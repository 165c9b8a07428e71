use serde::{Deserialize, Serialize};
use std::fmt;
use std::str::FromStr;

/// Profile identifier (the auth user id of the hosted backend)
pub type UserId = String;

/// Skill identifier (primary key of the `skills` table)
pub type SkillId = String;

/// Which side of a trade a declaration sits on
#[derive(Debug, Clone, Copy, PartialEq, Eq, Hash, PartialOrd, Ord, Serialize, Deserialize)]
#[serde(rename_all = "lowercase")]
pub enum Direction {
    /// The user can teach or provide the skill
    Offer,
    /// The user wants to learn or receive the skill
    Want,
}

impl Direction {
    /// Value stored in the `user_skills.type` column
    pub fn as_str(&self) -> &'static str {
        match self {
            Direction::Offer => "offer",
            Direction::Want => "want",
        }
    }
}

impl fmt::Display for Direction {
    fn fmt(&self, f: &mut fmt::Formatter<'_>) -> fmt::Result {
        f.write_str(self.as_str())
    }
}

impl FromStr for Direction {
    type Err = String;

    fn from_str(s: &str) -> Result<Self, Self::Err> {
        match s.trim().to_lowercase().as_str() {
            "offer" | "offered" => Ok(Direction::Offer),
            "want" | "wanted" => Ok(Direction::Want),
            other => Err(format!("unknown skill direction: {}", other)),
        }
    }
}

/// Canonical skill record
#[derive(Debug, Clone, PartialEq, Serialize, Deserialize)]
pub struct Skill {
    pub id: SkillId,
    pub name: String,
    pub category: String,
    #[serde(default)]
    pub description: Option<String>,
}

impl Skill {
    /// Dedup key for this skill's name, see [`normalize_skill_name`]
    pub fn canonical_name(&self) -> String {
        normalize_skill_name(&self.name)
    }
}

/// Normalize a skill name into its dedup key
///
/// "  Python   Programming " and "python programming" resolve to the same key.
pub fn normalize_skill_name(name: &str) -> String {
    name.split_whitespace()
        .collect::<Vec<_>>()
        .join(" ")
        .to_lowercase()
}

/// Trim a user-supplied skill name for display and storage
pub fn tidy_skill_name(name: &str) -> String {
    name.split_whitespace().collect::<Vec<_>>().join(" ")
}

/// A user's declaration that they offer or want a skill
#[derive(Debug, Clone, PartialEq, Serialize, Deserialize)]
pub struct SkillDeclaration {
    #[serde(rename = "userId")]
    pub user_id: UserId,
    #[serde(rename = "skillId")]
    pub skill_id: SkillId,
    pub direction: Direction,
    #[serde(default)]
    pub level: Option<String>,
    #[serde(rename = "createdAt", default)]
    pub created_at: Option<chrono::DateTime<chrono::Utc>>,
}

/// A single "user X offers skill Y" row from the ledger
#[derive(Debug, Clone, PartialEq, Eq, PartialOrd, Ord)]
pub struct SkillOffer {
    pub user_id: UserId,
    pub skill_id: SkillId,
}

/// Display-safe projection of a profile, never carries the email column
#[derive(Debug, Clone, PartialEq, Serialize, Deserialize)]
pub struct PublicProfile {
    pub id: UserId,
    pub name: String,
    #[serde(default)]
    pub bio: Option<String>,
    #[serde(default)]
    pub rating: Option<f64>,
    #[serde(rename = "completedSwaps", alias = "completed_swaps", default)]
    pub completed_swaps: Option<i32>,
}

impl PublicProfile {
    /// Rating clamped to the 0-5 star range, defaulting to 0
    pub fn rating(&self) -> f64 {
        self.rating
            .filter(|r| r.is_finite())
            .unwrap_or(0.0)
            .clamp(0.0, 5.0)
    }

    /// Completed swaps, treating missing or negative counts as 0
    pub fn completed_swaps(&self) -> u32 {
        self.completed_swaps.unwrap_or(0).max(0) as u32
    }
}

/// A mutually compatible trade between two users
///
/// `offered_skill_id` is offered by the offering user and wanted by the
/// requesting user; `wanted_skill_id` is the reverse.
#[derive(Debug, Clone, PartialEq, Eq, Serialize, Deserialize)]
pub struct MatchCandidate {
    #[serde(rename = "userId")]
    pub offering_user_id: UserId,
    #[serde(rename = "requestingUserId")]
    pub requesting_user_id: UserId,
    #[serde(rename = "offeredSkillId")]
    pub offered_skill_id: SkillId,
    #[serde(rename = "wantedSkillId")]
    pub wanted_skill_id: SkillId,
    #[serde(rename = "compatibility")]
    pub compatibility_score: u8,
}

/// Ranked match enriched for presentation
#[derive(Debug, Clone, PartialEq, Serialize, Deserialize)]
pub struct MatchListing {
    pub id: String,
    #[serde(flatten)]
    pub candidate: MatchCandidate,
    pub name: String,
    pub bio: String,
    pub rating: f64,
    #[serde(rename = "completedSwaps")]
    pub completed_swaps: u32,
    #[serde(rename = "skillOffered")]
    pub skill_offered: String,
    #[serde(rename = "skillWanted")]
    pub skill_wanted: String,
    pub label: String,
}

/// A user's declared skills, split by direction
#[derive(Debug, Clone, Default, PartialEq, Serialize, Deserialize)]
pub struct UserSkills {
    pub offered: Vec<Skill>,
    pub wanted: Vec<Skill>,
}

/// Status of a swap request
#[derive(Debug, Clone, Copy, PartialEq, Eq, Serialize, Deserialize)]
#[serde(rename_all = "lowercase")]
pub enum SwapRequestStatus {
    Pending,
    Accepted,
    Rejected,
}

impl SwapRequestStatus {
    pub fn as_str(&self) -> &'static str {
        match self {
            SwapRequestStatus::Pending => "pending",
            SwapRequestStatus::Accepted => "accepted",
            SwapRequestStatus::Rejected => "rejected",
        }
    }
}

impl FromStr for SwapRequestStatus {
    type Err = String;

    fn from_str(s: &str) -> Result<Self, Self::Err> {
        match s {
            "pending" => Ok(SwapRequestStatus::Pending),
            "accepted" => Ok(SwapRequestStatus::Accepted),
            "rejected" => Ok(SwapRequestStatus::Rejected),
            other => Err(format!("unknown swap request status: {}", other)),
        }
    }
}

/// Proposal to exchange skills with a match
#[derive(Debug, Clone, PartialEq, Serialize, Deserialize)]
pub struct SwapRequest {
    pub id: String,
    #[serde(rename = "requesterId")]
    pub requester_id: UserId,
    #[serde(rename = "receiverId")]
    pub receiver_id: UserId,
    #[serde(rename = "offeredSkillId")]
    pub offered_skill_id: SkillId,
    #[serde(rename = "requestedSkillId")]
    pub requested_skill_id: SkillId,
    pub status: SwapRequestStatus,
    #[serde(rename = "createdAt", default)]
    pub created_at: Option<chrono::DateTime<chrono::Utc>>,
}

/// Fields needed to create a swap request
#[derive(Debug, Clone, PartialEq, Eq)]
pub struct NewSwapRequest {
    pub requester_id: UserId,
    pub receiver_id: UserId,
    pub offered_skill_id: SkillId,
    pub requested_skill_id: SkillId,
}

/// Fields needed to declare a skill by name
#[derive(Debug, Clone, PartialEq, Eq)]
pub struct NewDeclaration {
    pub user_id: UserId,
    pub name: String,
    pub category: String,
    pub description: Option<String>,
    pub direction: Direction,
    pub level: Option<String>,
}

/// Compatibility scoring weights, all in score points
#[derive(Debug, Clone, Copy, PartialEq)]
pub struct ScoringWeights {
    pub floor: u8,
    pub category_bonus: u8,
    pub overlap_bonus: u8,
    pub overlap_cap: u8,
    pub rating_bonus: u8,
    pub swaps_bonus: u8,
    pub swaps_saturation: u32,
}

impl Default for ScoringWeights {
    fn default() -> Self {
        Self {
            floor: 80,
            category_bonus: 5,
            overlap_bonus: 2,
            overlap_cap: 6,
            rating_bonus: 5,
            swaps_bonus: 5,
            swaps_saturation: 20,
        }
    }
}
━━━━━━
Work item: All entries are to be printed once more, exactly as given.

Response:
repository 165c9b8a07428e71
use serde::{Deserialize, Serialize};
use std::fmt;
use std::str::FromStr;

/// Profile identifier (the auth user id of the hosted backend)
pub type UserId = String;

/// Skill identifier (primary key of the `skills` table)
pub type SkillId = String;

/// Which side of a trade a declaration sits on
#[derive(Debug, Clone, Copy, PartialEq, Eq, Hash, PartialOrd, Ord, Serialize, Deserialize)]
#[serde(rename_all = "lowercase")]
pub enum Direction {
    /// The user can teach or provide the skill
    Offer,
    /// The user wants to learn or receive the skill
    Want,
}

impl Direction {
    /// Value stored in the `user_skills.type` column
    pub fn as_str(&self) -> &'static str {
        match self {
            Direction::Offer => "offer",
            Direction::Want => "want",
        }
    }
}

impl fmt::Display for Direction {
    fn fmt(&self, f: &mut fmt::Formatter<'_>) -> fmt::Result {
        f.write_str(self.as_str())
    }
}

impl FromStr for Direction {
    type Err = String;

    fn from_str(s: &str) -> Result<Self, Self::Err> {
        match s.trim().to_lowercase().as_str() {
            "offer" | "offered" => Ok(Direction::Offer),
            "want" | "wanted" => Ok(Direction::Want),
            other => Err(format!("unknown skill direction: {}", other)),
        }
    }
}

/// Canonical skill record
#[derive(Debug, Clone, PartialEq, Serialize, Deserialize)]
pub struct Skill {
    pub id: SkillId,
    pub name: String,
    pub category: String,
    #[serde(default)]
    pub description: Option<String>,
}

impl Skill {
    /// Dedup key for this skill's name, see [`normalize_skill_name`]
    pub fn canonical_name(&self) -> String {
        normalize_skill_name(&self.name)
    }
}

/// Normalize a skill name into its dedup key
///
/// "  Python   Programming " and "python programming" resolve to the same key.
pub fn normalize_skill_name(name: &str) -> String {
    name.split_whitespace()
        .collect::<Vec<_>>()
        .join(" ")
        .to_lowercase()
}

/// Trim a user-supplied skill name for display and storage
pub fn tidy_skill_name(name: &str) -> String {
    name.split_whitespace().collect::<Vec<_>>().join(" ")
}

/// A user's declaration that they offer or want a skill
#[derive(Debug, Clone, PartialEq, Serialize, Deserialize)]
pub struct SkillDeclaration {
    #[serde(rename = "userId")]
    pub user_id: UserId,
    #[serde(rename = "skillId")]
    pub skill_id: SkillId,
    pub direction: Direction,
    #[serde(default)]
    pub level: Option<String>,
    #[serde(rename = "createdAt", default)]
    pub created_at: Option<chrono::DateTime<chrono::Utc>>,
}

/// A single "user X offers skill Y" row from the ledger
#[derive(Debug, Clone, PartialEq, Eq, PartialOrd, Ord)]
pub struct SkillOffer {
    pub user_id: UserId,
    pub skill_id: SkillId,
}

/// Display-safe projection of a profile, never carries the email column
#[derive(Debug, Clone, PartialEq, Serialize, Deserialize)]
pub struct PublicProfile {
    pub id: UserId,
    pub name: String,
    #[serde(default)]
    pub bio: Option<String>,
    #[serde(default)]
    pub rating: Option<f64>,
    #[serde(rename = "completedSwaps", alias = "completed_swaps", default)]
    pub completed_swaps: Option<i32>,
}

impl PublicProfile {
    /// Rating clamped to the 0-5 star range, defaulting to 0
    pub fn rating(&self) -> f64 {
        self.rating
            .filter(|r| r.is_finite())
            .unwrap_or(0.0)
            .clamp(0.0, 5.0)
    }

    /// Completed swaps, treating missing or negative counts as 0
    pub fn completed_swaps(&self) -> u32 {
        self.completed_swaps.unwrap_or(0).max(0) as u32
    }
}

/// A mutually compatible trade between two users
///
/// `offered_skill_id` is offered by the offering user and wanted by the
/// requesting user; `wanted_skill_id` is the reverse.
#[derive(Debug, Clone, PartialEq, Eq, Serialize, Deserialize)]
pub struct MatchCandidate {
    #[serde(rename = "userId")]
    pub offering_user_id: UserId,
    #[serde(rename = "requestingUserId")]
    pub requesting_user_id: UserId,
    #[serde(rename = "offeredSkillId")]
    pub offered_skill_id: SkillId,
    #[serde(rename = "wantedSkillId")]
    pub wanted_skill_id: SkillId,
    #[serde(rename = "compatibility")]
    pub compatibility_score: u8,
}

/// Ranked match enriched for presentation
#[derive(Debug, Clone, PartialEq, Serialize, Deserialize)]
pub struct MatchListing {
    pub id: String,
    #[serde(flatten)]
    pub candidate: MatchCandidate,
    pub name: String,
    pub bio: String,
    pub rating: f64,
    #[serde(rename = "completedSwaps")]
    pub completed_swaps: u32,
    #[serde(rename = "skillOffered")]
    pub skill_offered: String,
    #[serde(rename = "skillWanted")]
    pub skill_wanted: String,
    pub label: String,
}

/// A user's declared skills, split by direction
#[derive(Debug, Clone, Default, PartialEq, Serialize, Deserialize)]
pub struct UserSkills {
    pub offered: Vec<Skill>,
    pub wanted: Vec<Skill>,
}

/// Status of a swap request
#[derive(Debug, Clone, Copy, PartialEq, Eq, Serialize, Deserialize)]
#[serde(rename_all = "lowercase")]
pub enum SwapRequestStatus {
    Pending,
    Accepted,
    Rejected,
}

impl SwapRequestStatus {
    pub fn as_str(&self) -> &'static str {
        match self {
            SwapRequestStatus::Pending => "pending",
            SwapRequestStatus::Accepted => "accepted",
            SwapRequestStatus::Rejected => "rejected",
        }
    }
}

impl FromStr for SwapRequestStatus {
    type Err = String;

    fn from_str(s: &str) -> Result<Self, Self::Err> {
        match s {
            "pending" => Ok(SwapRequestStatus::Pending),
            "accepted" => Ok(SwapRequestStatus::Accepted),
            "rejected" => Ok(SwapRequestStatus::Rejected),
            other => Err(format!("unknown swap request status: {}", other)),
        }
    }
}

/// Proposal to exchange skills with a match
#[derive(Debug, Clone, PartialEq, Serialize, Deserialize)]
pub struct SwapRequest {
    pub id: String,
    #[serde(rename = "requesterId")]
    pub requester_id: UserId,
    #[serde(rename = "receiverId")]
    pub receiver_id: UserId,
    #[serde(rename = "offeredSkillId")]
    pub offered_skill_id: SkillId,
    #[serde(rename = "requestedSkillId")]
    pub requested_skill_id: SkillId,
    pub status: SwapRequestStatus,
    #[serde(rename = "createdAt", default)]
    pub created_at: Option<chrono::DateTime<chrono::Utc>>,
}

/// Fields needed to create a swap request
#[derive(Debug, Clone, PartialEq, Eq)]
pub struct NewSwapRequest {
    pub requester_id: UserId,
    pub receiver_id: UserId,
    pub offered_skill_id: SkillId,
    pub requested_skill_id: SkillId,
}

/// Fields needed to declare a skill by name
#[derive(Debug, Clone, PartialEq, Eq)]
pub struct NewDeclaration {
    pub user_id: UserId,
    pub name: String,
    pub category: String,
    pub description: Option<String>,
    pub direction: Direction,
    pub level: Option<String>,
}

/// Compatibility scoring weights, all in score points
#[derive(Debug, Clone, Copy, PartialEq)]
pub struct ScoringWeights {
    pub floor: u8,
    pub category_bonus: u8,
    pub overlap_bonus: u8,
    pub overlap_cap: u8,
    pub rating_bonus: u8,
    pub swaps_bonus: u8,
    pub swaps_saturation: u32,
}

impl Default for ScoringWeights {
    fn default() -> Self {
        Self {
            floor: 80,
            category_bonus: 5,
            overlap_bonus: 2,
            overlap_cap: 6,
            rating_bonus: 5,
            swaps_bonus: 5,
            swaps_saturation: 20,
        }
    }
}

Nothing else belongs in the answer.